● TASK BRIEF
What you return must match the material exactly, with every line present.

===== GIVEN RECORDS

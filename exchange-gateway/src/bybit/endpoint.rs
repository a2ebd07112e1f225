//! Bybit REST endpoints reachable through `BybitRest`.

use reqwest::Method;
use std::fmt;

pub const MAINNET_URL: &str = "https://api.bybit.com";
pub const TESTNET_URL: &str = "https://api-testnet.bybit.com";

/// Typed endpoint identifiers. Each variant maps to one HTTP method and path.
#[derive(Debug, Clone, Copy, PartialEq, Eq, Hash)]
pub enum Endpoint {
    /// Unified trading account leverage (v5).
    PositionSetLeverageV5,
    /// Unified margin leverage (v3).
    UnifiedPositionSetLeverageV3,
    /// Classic derivatives account leverage (contract v3).
    ContractPositionSetLeverageV3,
    /// USDC perpetual leverage (openapi v1).
    UsdcPerpetualLeverageSave,
    /// Instrument listing per category.
    MarketInstrumentsInfo,
    /// API key information, including account mode flags.
    UserQueryApi,
}

impl Endpoint {
    pub fn path(&self) -> &'static str {
        match self {
            Endpoint::PositionSetLeverageV5 => "/v5/position/set-leverage",
            Endpoint::UnifiedPositionSetLeverageV3 => "/unified/v3/private/position/set-leverage",
            Endpoint::ContractPositionSetLeverageV3 => "/contract/v3/private/position/set-leverage",
            Endpoint::UsdcPerpetualLeverageSave => {
                "/perpetual/usdc/openapi/private/v1/position/leverage/save"
            }
            Endpoint::MarketInstrumentsInfo => "/v5/market/instruments-info",
            Endpoint::UserQueryApi => "/v5/user/query-api",
        }
    }

    pub fn method(&self) -> Method {
        match self {
            Endpoint::MarketInstrumentsInfo | Endpoint::UserQueryApi => Method::GET,
            _ => Method::POST,
        }
    }

    /// Private endpoints are signed with the account's API key.
    pub fn is_private(&self) -> bool {
        !matches!(self, Endpoint::MarketInstrumentsInfo)
    }
}

impl fmt::Display for Endpoint {
    fn fmt(&self, f: &mut fmt::Formatter<'_>) -> fmt::Result {
        write!(f, "{} {}", self.method(), self.path())
    }
}
//! Decoding of Bybit response bodies into trading models.

use log::debug;
use serde::Deserialize;
use serde_json::Value;
use trading::{AccountCapabilities, ContractType, ExchangeError, Market, Params, Result};

/// Instrument categories listed by `/v5/market/instruments-info`.
pub const CATEGORIES: [&str; 3] = ["linear", "inverse", "option"];

/// Option underlyings. Without `baseCoin` the listing only returns BTC options.
pub const OPTION_BASE_COINS: [&str; 3] = ["BTC", "ETH", "SOL"];

/// One instrument listing query per category, and per base coin for options.
pub fn listing_queries() -> Vec<(&'static str, Params)> {
    let mut queries = Vec::new();
    for category in CATEGORIES {
        if category == "option" {
            for coin in OPTION_BASE_COINS {
                queries.push((
                    category,
                    Params::new().with("category", category).with("baseCoin", coin),
                ));
            }
        } else {
            queries.push((category, Params::new().with("category", category)));
        }
    }
    queries
}

#[derive(Debug, Deserialize)]
#[serde(rename_all = "camelCase")]
struct RawInstrument {
    symbol: String,
    base_coin: String,
    quote_coin: String,
    settle_coin: String,
    #[serde(default)]
    contract_type: Option<String>,
}

#[derive(Debug, Deserialize)]
#[serde(rename_all = "camelCase")]
pub(crate) struct InstrumentPage {
    #[serde(default)]
    pub list: Vec<Value>,
    #[serde(default)]
    pub next_page_cursor: Option<String>,
}

/// Extracts the `result` object of a v5 response.
pub(crate) fn result(body: &Value) -> Result<&Value> {
    body.get("result")
        .filter(|r| r.is_object())
        .ok_or_else(|| ExchangeError::MalformedResponse("missing 'result' object".to_string()))
}

pub(crate) fn parse_instrument_page(body: &Value) -> Result<InstrumentPage> {
    Ok(InstrumentPage::deserialize(result(body)?)?)
}

/// Converts one instrument listing into a `Market`.
///
/// Perpetuals get a unified `BASE/QUOTE:SETTLE` symbol; dated futures and
/// options keep their exchange id as symbol. Returns `None` for entries that
/// cannot be decoded.
pub fn parse_market(category: &str, item: &Value) -> Option<Market> {
    let raw = match RawInstrument::deserialize(item) {
        Ok(raw) => raw,
        Err(e) => {
            debug!("Skipping undecodable {} instrument: {}", category, e);
            return None;
        }
    };

    let contract_type = match category {
        "linear" => ContractType::Linear,
        "inverse" => ContractType::Inverse,
        "option" => ContractType::Option,
        _ => return None,
    };

    let is_perpetual = raw
        .contract_type
        .as_deref()
        .is_some_and(|t| t.ends_with("Perpetual"));

    let symbol = if is_perpetual {
        format!("{}/{}:{}", raw.base_coin, raw.quote_coin, raw.settle_coin)
    } else {
        raw.symbol.clone()
    };

    Some(Market::new(
        raw.symbol,
        symbol,
        raw.base_coin,
        raw.quote_coin,
        raw.settle_coin,
        contract_type,
    ))
}

/// Reads the account mode flags from a `/v5/user/query-api` response.
///
/// Both flags are reported as `1` when enabled.
pub fn parse_capabilities(body: &Value) -> Result<AccountCapabilities> {
    let result = result(body)?;
    let flag = |key: &str| match result.get(key) {
        Some(Value::Bool(b)) => *b,
        Some(v) => v.as_i64() == Some(1) || v.as_str() == Some("1"),
        None => false,
    };
    Ok(AccountCapabilities::new(flag("unified"), flag("uta")))
}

==========

● EXERCISE SOLUTION
filename exchange-gateway/src/bybit/endpoint.rs
repository a2ebd07112e1f225
//! Bybit REST endpoints reachable through `BybitRest`.

use reqwest::Method;
use std::fmt;

pub const MAINNET_URL: &str = "https://api.bybit.com";
pub const TESTNET_URL: &str = "https://api-testnet.bybit.com";

/// Typed endpoint identifiers. Each variant maps to one HTTP method and path.
#[derive(Debug, Clone, Copy, PartialEq, Eq, Hash)]
pub enum Endpoint {
    /// Unified trading account leverage (v5).
    PositionSetLeverageV5,
    /// Unified margin leverage (v3).
    UnifiedPositionSetLeverageV3,
    /// Classic derivatives account leverage (contract v3).
    ContractPositionSetLeverageV3,
    /// USDC perpetual leverage (openapi v1).
    UsdcPerpetualLeverageSave,
    /// Instrument listing per category.
    MarketInstrumentsInfo,
    /// API key information, including account mode flags.
    UserQueryApi,
}

impl Endpoint {
    pub fn path(&self) -> &'static str {
        match self {
            Endpoint::PositionSetLeverageV5 => "/v5/position/set-leverage",
            Endpoint::UnifiedPositionSetLeverageV3 => "/unified/v3/private/position/set-leverage",
            Endpoint::ContractPositionSetLeverageV3 => "/contract/v3/private/position/set-leverage",
            Endpoint::UsdcPerpetualLeverageSave => {
                "/perpetual/usdc/openapi/private/v1/position/leverage/save"
            }
            Endpoint::MarketInstrumentsInfo => "/v5/market/instruments-info",
            Endpoint::UserQueryApi => "/v5/user/query-api",
        }
    }

    pub fn method(&self) -> Method {
        match self {
            Endpoint::MarketInstrumentsInfo | Endpoint::UserQueryApi => Method::GET,
            _ => Method::POST,
        }
    }

    /// Private endpoints are signed with the account's API key.
    pub fn is_private(&self) -> bool {
        !matches!(self, Endpoint::MarketInstrumentsInfo)
    }
}

impl fmt::Display for Endpoint {
    fn fmt(&self, f: &mut fmt::Formatter<'_>) -> fmt::Result {
        write!(f, "{} {}", self.method(), self.path())
    }
}
//! Decoding of Bybit response bodies into trading models.

use log::debug;
use serde::Deserialize;
use serde_json::Value;
use trading::{AccountCapabilities, ContractType, ExchangeError, Market, Params, Result};

/// Instrument categories listed by `/v5/market/instruments-info`.
pub const CATEGORIES: [&str; 3] = ["linear", "inverse", "option"];

/// Option underlyings. Without `baseCoin` the listing only returns BTC options.
pub const OPTION_BASE_COINS: [&str; 3] = ["BTC", "ETH", "SOL"];

/// One instrument listing query per category, and per base coin for options.
pub fn listing_queries() -> Vec<(&'static str, Params)> {
    let mut queries = Vec::new();
    for category in CATEGORIES {
        if category == "option" {
            for coin in OPTION_BASE_COINS {
                queries.push((
                    category,
                    Params::new().with("category", category).with("baseCoin", coin),
                ));
            }
        } else {
            queries.push((category, Params::new().with("category", category)));
        }
    }
    queries
}

#[derive(Debug, Deserialize)]
#[serde(rename_all = "camelCase")]
struct RawInstrument {
    symbol: String,
    base_coin: String,
    quote_coin: String,
    settle_coin: String,
    #[serde(default)]
    contract_type: Option<String>,
}

#[derive(Debug, Deserialize)]
#[serde(rename_all = "camelCase")]
pub(crate) struct InstrumentPage {
    #[serde(default)]
    pub list: Vec<Value>,
    #[serde(default)]
    pub next_page_cursor: Option<String>,
}

/// Extracts the `result` object of a v5 response.
pub(crate) fn result(body: &Value) -> Result<&Value> {
    body.get("result")
        .filter(|r| r.is_object())
        .ok_or_else(|| ExchangeError::MalformedResponse("missing 'result' object".to_string()))
}

pub(crate) fn parse_instrument_page(body: &Value) -> Result<InstrumentPage> {
    Ok(InstrumentPage::deserialize(result(body)?)?)
}

/// Converts one instrument listing into a `Market`.
///
/// Perpetuals get a unified `BASE/QUOTE:SETTLE` symbol; dated futures and
/// options keep their exchange id as symbol. Returns `None` for entries that
/// cannot be decoded.
pub fn parse_market(category: &str, item: &Value) -> Option<Market> {
    let raw = match RawInstrument::deserialize(item) {
        Ok(raw) => raw,
        Err(e) => {
            debug!("Skipping undecodable {} instrument: {}", category, e);
            return None;
        }
    };

    let contract_type = match category {
        "linear" => ContractType::Linear,
        "inverse" => ContractType::Inverse,
        "option" => ContractType::Option,
        _ => return None,
    };

    let is_perpetual = raw
        .contract_type
        .as_deref()
        .is_some_and(|t| t.ends_with("Perpetual"));

    let symbol = if is_perpetual {
        format!("{}/{}:{}", raw.base_coin, raw.quote_coin, raw.settle_coin)
    } else {
        raw.symbol.clone()
    };

    Some(Market::new(
        raw.symbol,
        symbol,
        raw.base_coin,
        raw.quote_coin,
        raw.settle_coin,
        contract_type,
    ))
}

/// Reads the account mode flags from a `/v5/user/query-api` response.
///
/// Both flags are reported as `1` when enabled.
pub fn parse_capabilities(body: &Value) -> Result<AccountCapabilities> {
    let result = result(body)?;
    let flag = |key: &str| match result.get(key) {
        Some(Value::Bool(b)) => *b,
        Some(v) => v.as_i64() == Some(1) || v.as_str() == Some("1"),
        None => false,
    };
    Ok(AccountCapabilities::new(flag("unified"), flag("uta")))
}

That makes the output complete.